Renaissance polymath Michelangelo is believed to have uttered the words, “Ancora imparo,” Italian for, “Still, I am learning,” at the age of 87 years.^{1} These words of wisdom can serve to inspire clinicians and scientists as they expand their knowledge of data analysis throughout their careers.

The primary goal of this article is to introduce several techniques that are commonly used when analyzing ultrasound data as a part of a clinical or epidemiologic investigation. The objective is not to provide an exhaustive review of these methods but to motivate the reader to seek collaboration with a biostatistician or epidemiologist if needed when designing studies.

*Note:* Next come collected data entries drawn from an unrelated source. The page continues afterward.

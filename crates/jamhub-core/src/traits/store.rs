//! Document store trait for pluggable session persistence backends.

use async_trait::async_trait;
use serde_json::Value;

use crate::result::AppResult;

/// Keyed JSON document storage (in-memory or Redis).
///
/// Documents are JSON objects. `merge` performs a shallow update: each
/// top-level field of the patch replaces the stored field, all other fields
/// are left as they were. The provider is responsible for key prefixing.
#[async_trait]
pub trait DocumentStore: Send + Sync + std::fmt::Debug + 'static {
    /// Get a document by key. Returns `None` if it does not exist.
    async fn get(&self, key: &str) -> AppResult<Option<Value>>;

    /// Store a document, replacing any existing one.
    async fn set(&self, key: &str, document: &Value) -> AppResult<()>;

    /// Store a document only if the key is free.
    /// Returns `true` if it was stored, `false` if the key already existed.
    async fn create(&self, key: &str, document: &Value) -> AppResult<bool>;

    /// Merge top-level fields of `patch` into an existing document.
    /// Returns `false` if there was no document to update.
    async fn merge(&self, key: &str, patch: &Value) -> AppResult<bool>;

    /// Delete a document.
    async fn delete(&self, key: &str) -> AppResult<()>;

    /// Check whether a document exists.
    async fn exists(&self, key: &str) -> AppResult<bool>;

    /// List every key starting with `prefix`.
    async fn keys(&self, prefix: &str) -> AppResult<Vec<String>>;

    /// Check that the backend is reachable.
    async fn health_check(&self) -> AppResult<bool>;

    /// Get a typed document by deserializing from JSON.
    async fn get_json<T: serde::de::DeserializeOwned + Send>(
        &self,
        key: &str,
    ) -> AppResult<Option<T>>
    where
        Self: Sized,
    {
        match self.get(key).await? {
            Some(value) => Ok(Some(serde_json::from_value(value)?)),
            None => Ok(None),
        }
    }
}

/// Shallow-merge `patch` into `target`. Non-object values replace `target` wholesale.
pub fn merge_fields(target: &mut Value, patch: &Value) {
    match (target.as_object_mut(), patch.as_object()) {
        (Some(doc), Some(fields)) => {
            for (field, value) in fields {
                doc.insert(field.clone(), value.clone());
            }
        }
        _ => *target = patch.clone(),
    }
}

#[cfg(test)]
mod tests {
    use super::*;
    use serde_json::json;

    #[test]
    fn test_merge_fields_replaces_only_patched_keys() {
        let mut doc = json!({"name": "Friday Mix", "playlist": [1, 2], "is_active": true});
        merge_fields(&mut doc, &json!({"playlist": [], "is_active": false}));
        assert_eq!(
            doc,
            json!({"name": "Friday Mix", "playlist": [], "is_active": false})
        );
    }
}
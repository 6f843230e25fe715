//! Unified application error types for JamHub.
//!
//! All crates map their internal errors into [`AppError`] for consistent
//! propagation through the ? operator. The transport layers turn an
//! [`ErrorKind`] into a wire error code or an HTTP status.

use std::fmt;
use thiserror::Error;

/// Top-level error kind categorization used across the entire application.
#[derive(Debug, Clone, Copy, PartialEq, Eq, Hash, serde::Serialize, serde::Deserialize)]
pub enum ErrorKind {
    /// The jam session or track does not exist (or the jam has ended).
    NotFound,
    /// The caller's role or permissions do not allow the action.
    Forbidden,
    /// A required field is missing or a value is malformed.
    InvalidArgument,
    /// The write collided with existing state (e.g. a jam code already taken).
    Conflict,
    /// A bounded budget was exceeded (code attempts, member or playlist caps).
    ResourceExhausted,
    /// The backing store could not be reached.
    Unavailable,
    /// The per-session lock was not acquired in time.
    Timeout,
    /// The caller's credential was missing or invalid.
    Authentication,
    /// A serialization/deserialization error occurred.
    Serialization,
    /// A configuration error occurred.
    Configuration,
    /// An internal server error occurred.
    Internal,
}

impl fmt::Display for ErrorKind {
    fn fmt(&self, f: &mut fmt::Formatter<'_>) -> fmt::Result {
        match self {
            Self::NotFound => write!(f, "NOT_FOUND"),
            Self::Forbidden => write!(f, "FORBIDDEN"),
            Self::InvalidArgument => write!(f, "INVALID_ARGUMENT"),
            Self::Conflict => write!(f, "CONFLICT"),
            Self::ResourceExhausted => write!(f, "RESOURCE_EXHAUSTED"),
            Self::Unavailable => write!(f, "UNAVAILABLE"),
            Self::Timeout => write!(f, "TIMEOUT"),
            Self::Authentication => write!(f, "AUTHENTICATION"),
            Self::Serialization => write!(f, "SERIALIZATION"),
            Self::Configuration => write!(f, "CONFIGURATION"),
            Self::Internal => write!(f, "INTERNAL"),
        }
    }
}

/// The unified application error used throughout JamHub.
#[derive(Debug, Error)]
#[error("{kind}: {message}")]
pub struct AppError {
    /// The category of error.
    pub kind: ErrorKind,
    /// A human-readable error message.
    pub message: String,
    /// Optional underlying cause.
    #[source]
    pub source: Option<Box<dyn std::error::Error + Send + Sync>>,
}

impl AppError {
    /// Create a new application error.
    pub fn new(kind: ErrorKind, message: impl Into<String>) -> Self {
        Self {
            kind,
            message: message.into(),
            source: None,
        }
    }

    /// Create a new application error with an underlying cause.
    pub fn with_source(
        kind: ErrorKind,
        message: impl Into<String>,
        source: impl std::error::Error + Send + Sync + 'static,
    ) -> Self {
        Self {
            kind,
            message: message.into(),
            source: Some(Box::new(source)),
        }
    }

    /// Create a not-found error.
    pub fn not_found(message: impl Into<String>) -> Self {
        Self::new(ErrorKind::NotFound, message)
    }

    /// Create a forbidden error.
    pub fn forbidden(message: impl Into<String>) -> Self {
        Self::new(ErrorKind::Forbidden, message)
    }

    /// Create an invalid-argument error.
    pub fn invalid_argument(message: impl Into<String>) -> Self {
        Self::new(ErrorKind::InvalidArgument, message)
    }

    /// Create a conflict error.
    pub fn conflict(message: impl Into<String>) -> Self {
        Self::new(ErrorKind::Conflict, message)
    }

    /// Create a resource-exhausted error.
    pub fn resource_exhausted(message: impl Into<String>) -> Self {
        Self::new(ErrorKind::ResourceExhausted, message)
    }

    /// Create an unavailable error.
    pub fn unavailable(message: impl Into<String>) -> Self {
        Self::new(ErrorKind::Unavailable, message)
    }

    /// Create a timeout error.
    pub fn timeout(message: impl Into<String>) -> Self {
        Self::new(ErrorKind::Timeout, message)
    }

    /// Create an authentication error.
    pub fn authentication(message: impl Into<String>) -> Self {
        Self::new(ErrorKind::Authentication, message)
    }

    /// Create a configuration error.
    pub fn configuration(message: impl Into<String>) -> Self {
        Self::new(ErrorKind::Configuration, message)
    }

    /// Create an internal error.
    pub fn internal(message: impl Into<String>) -> Self {
        Self::new(ErrorKind::Internal, message)
    }

    /// Whether this error is of the given kind.
    pub fn is(&self, kind: ErrorKind) -> bool {
        self.kind == kind
    }
}

impl Clone for AppError {
    fn clone(&self) -> Self {
        Self {
            kind: self.kind,
            message: self.message.clone(),
            source: None,
        }
    }
}

impl From<serde_json::Error> for AppError {
    fn from(err: serde_json::Error) -> Self {
        Self::with_source(
            ErrorKind::Serialization,
            format!("JSON serialization error: {err}"),
            err,
        )
    }
}

impl From<config::ConfigError> for AppError {
    fn from(err: config::ConfigError) -> Self {
        Self::with_source(
            ErrorKind::Configuration,
            format!("Configuration error: {err}"),
            err,
        )
    }
}

impl From<validator::ValidationErrors> for AppError {
    fn from(err: validator::ValidationErrors) -> Self {
        Self::with_source(
            ErrorKind::InvalidArgument,
            format!("Invalid input: {err}"),
            err,
        )
    }
}

#[cfg(test)]
mod tests {
    use super::*;

    #[test]
    fn test_display_uses_code() {
        let err = AppError::forbidden("Only the host can do that");
        assert_eq!(err.to_string(), "FORBIDDEN: Only the host can do that");
    }

    #[test]
    fn test_clone_drops_source() {
        let io = std::io::Error::other("boom");
        let err = AppError::with_source(ErrorKind::Unavailable, "store down", io);
        assert!(std::error::Error::source(&err).is_some());
        let cloned = err.clone();
        assert_eq!(cloned.kind, ErrorKind::Unavailable);
        assert!(cloned.source.is_none());
    }

    #[test]
    fn test_json_error_maps_to_serialization() {
        let err: AppError = serde_json::from_str::<u32>("nope").unwrap_err().into();
        assert!(err.is(ErrorKind::Serialization));
    }
}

This article also discusses recent developments in the use of causal diagrams that are of interest to clinicians and scientists working in the area of women’s health. SAS 9.4 computer code is also provided for selected regression models. Following statistical convention, every reference to a log in this article refers to the natural logarithm (the log raised to the base *e*) rather than a log raised to the base 10.

## REVIEW RESULTS

### Popular Regression Methods

*Generalized Linear Models (GLM)*

Generalized linear models (GLMs) are frequently used in the analysis of data in the health sciences. They allow for the regression analysis of independent observations in which the outcome is either continuous or discrete.^{2} The data analyst specifies both a distribution and a link function when fitting a GLM. Table 1 reports the details of several GLMs. The reader is no doubt familiar with two popular GLMs: the linear regression model and the logistic regression model.^{3}

Regression model |
Outcome |
Possible application |
Distribution |
Link function |
Comments |
---|---|---|---|---|---|

Gamma | Continuous | Identifying factors associated with hospital length of stay. | Gamma | Inverse or log | While the inverse is the canonical link function, the data analyst may choose to specify a log link function depending on the requirements of the analysis (see article by Lee et al.^{11}). |

Linear | Continuous | Identify predictors of body mass index. | Normal | Identity | One of the assumptions of the linear regression model is that the residuals are normally distributed. |

Log-binomial | Dichotomous | Calculate prevalence ratios for having diabetes or risk ratios for developing diabetes. | Binomial | Log^{*} |
Less stable (may not converge) than the logistic regression model. |

Logistic (binary) | Dichotomous | Calculate odds ratios for preeclampsia. | Binomial | Logit | Continuous independent variables may need to be categorized as this model assumes the logit varies in a linear fashion with the independent variable. |

Negative binomial | Count | Identify factors associated with the number of antral follicles. | Negative binomial | Log | Usually preferred over the Poisson regression model due to overdispersion. |

Poisson | Count | Identify predictors of the number of times a patient presented to the physician’s office. | Poisson | Log | Frequently plagued by overdispersion and hence the negative binomial regression model may be a better option. |

Zero-inflated Poisson | Count | This model may be indicated when many subjects have a value of 0 for the outcome. | Zero-inflated Poisson | Log | Compare the results of this model with those from the zero-inflated negative binomial regression model (not shown in this table). |

To fit a logistic regression model the researcher or data analyst will specify a binomial distribution and a logit link. Logit (pronounced “low-jit”) is the natural logarithm of the odds of the outcome. Every statistical test or model makes one or more assumptions. For logistic regression, a key assumption is that the logit varies in a linear fashion with the independent variable when that independent variable is continuous.^{4} An example illustrating this concept follows.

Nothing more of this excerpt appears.